Aim of the exercise: Starting at the line below holding "p.set(0, true);" and stopping at the line holding "v.set(i + j, poly[j]);", print every line exactly, both ends included, and leave the rest out.

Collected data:
-=-=-

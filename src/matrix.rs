// Copyright 2024 The quadsieve authors. All rights reserved.
// Use of this source code is governed by a BSD-style
// license that can be found in the LICENSE file.

//! Gauss reduction and nullspace of matrices modulo 2.
//!
//! Matrices are vectors of dense bit columns. A 20000x20000 matrix
//! uses about 50MB, which is fine for the input sizes we accept.

use bitvec_simd::BitVec;

/// Given m columns of n bits, return bit vectors of size m generating
/// the nullspace (combinations of columns summing to zero).
pub fn nullspace(columns: Vec<BitVec>) -> Vec<BitVec> {
    if columns.is_empty() {
        return vec![];
    }
    let size = columns[0].len();
    let ncols = columns.len();
    assert!(columns.iter().all(|v| v.len() == size));
    // Companion matrix tracking the combination producing each column.
    let mut coefs: Vec<BitVec> = (0..ncols)
        .map(|i| {
            let mut r = BitVec::zeros(ncols);
            r.set(i, true);
            r
        })
        .collect();
    let mut cols = columns;
    let mut zeros: Vec<usize> = cols.iter().map(|c| c.leading_zeros()).collect();
    // Triangularize: after `done` steps, columns [..done] have
    // strictly increasing pivots and zeros[done..] >= zeros[..done].
    let mut done: usize = 0;
    while done < ncols {
        let i = (done..ncols).min_by_key(|&j| zeros[j]).unwrap();
        if zeros[i] == size {
            // All remaining columns are null.
            return coefs.split_off(done);
        }
        if i > done {
            zeros.swap(i, done);
            coefs.swap(i, done);
            cols.swap(i, done);
        }
        let (cols_left, cols_right) = cols.split_at_mut(done + 1);
        let (coefs_left, coefs_right) = coefs.split_at_mut(done + 1);
        for j in done + 1..ncols {
            if zeros[j] == zeros[done] {
                cols_right[j - done - 1].xor_inplace(&cols_left[done]);
                coefs_right[j - done - 1].xor_inplace(&coefs_left[done]);
                zeros[j] = cols_right[j - done - 1].leading_zeros();
            }
        }
        done += 1;
    }
    // Full column rank: empty nullspace.
    vec![]
}

#[cfg(test)]
mod tests {
    use super::*;

    fn make_bitvec(slice: &[u8]) -> BitVec {
        BitVec::from(slice.iter().map(|&n| n != 0))
    }

    #[test]
    fn test_nullspace_small() {
        // Rank 4, empty nullspace.
        let v = nullspace(vec![
            make_bitvec(&[1, 0, 0, 1]),
            make_bitvec(&[0, 1, 0, 1]),
            make_bitvec(&[0, 1, 0, 0]),
            make_bitvec(&[1, 1, 1, 0]),
        ]);
        assert_eq!(v, Vec::<BitVec>::new());
        // Rank 3: the four columns sum to zero.
        let v = nullspace(vec![
            make_bitvec(&[1, 0, 0, 1]),
            make_bitvec(&[1, 0, 1, 0]),
            make_bitvec(&[1, 1, 1, 0]),
            make_bitvec(&[1, 1, 0, 1]),
        ]);
        assert_eq!(v, vec![make_bitvec(&[1, 1, 1, 1])]);
        // A null column is reported alone.
        let v = nullspace(vec![make_bitvec(&[0, 0, 0]), make_bitvec(&[1, 0, 1])]);
        assert_eq!(v.len(), 1);
        assert!(v[0][0] && !v[0][1]);
    }

    // Sylvester-style matrix with known one-dimensional nullspace:
    // columns are the shifts of two polynomials P and Q = P + x^50.
    // P has a nonzero constant term so gcd(P, Q) = gcd(P, x^50) = 1
    // and the only null combination is [Q || P].
    fn make_test_matrix(n: usize) -> (Vec<BitVec>, BitVec) {
        let mut seed = 0xcafe_1337_u64 + n as u64;
        let mut p = BitVec::zeros(n);
        for i in 0..n {
            seed ^= seed << 13;
            seed ^= seed >> 17;
            seed ^= seed << 5;
            p.set(i, seed >> 63 == 1);
        }
        p.set(0, true);
        p.set(n - 1, true);
        let mut q = p.clone();
        q.set(50, !p[50]);

        let mut vecs = vec![];
        for poly in [&p, &q] {
            for i in 0..n {
                let mut v = BitVec::zeros(2 * n - 1);
                for j in 0..n {
                    v.set(i + j, poly[j]);
                }
                vecs.push(v);
            }
        }
        let mut ker = BitVec::zeros(2 * n);
        for i in 0..n {
            ker.set(i, q[i]);
            ker.set(n + i, p[i]);
        }
        (vecs, ker)
    }

    #[test]
    fn test_nullspace() {
        for n in [100, 500] {
            let (mat, ker) = make_test_matrix(n);
            let k = nullspace(mat);
            assert_eq!(k.len(), 1);
            assert_eq!(k[0], ker);
        }
    }

    #[test]
    fn test_nullspace_sparse() {
        // n+2 sparse columns of n bits have nullity >= 2.
        let n = 2000;
        let mut seed = 0xcafe_1337_u64;
        let mut mat = vec![];
        for _ in 0..n + 2 {
            let mut p = BitVec::zeros(n);
            for _ in 0..16 {
                seed ^= seed << 13;
                seed ^= seed >> 17;
                seed ^= seed << 5;
                p.set((seed >> 8) as usize % n, true);
            }
            mat.push(p);
        }
        let ker = nullspace(mat);
        assert!(ker.len() >= 2);
    }
}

-=-=-

Answer:
        p.set(0, true);
        p.set(n - 1, true);
        let mut q = p.clone();
        q.set(50, !p[50]);

        let mut vecs = vec![];
        for poly in [&p, &q] {
            for i in 0..n {
                let mut v = BitVec::zeros(2 * n - 1);
                for j in 0..n {
                    v.set(i + j, poly[j]);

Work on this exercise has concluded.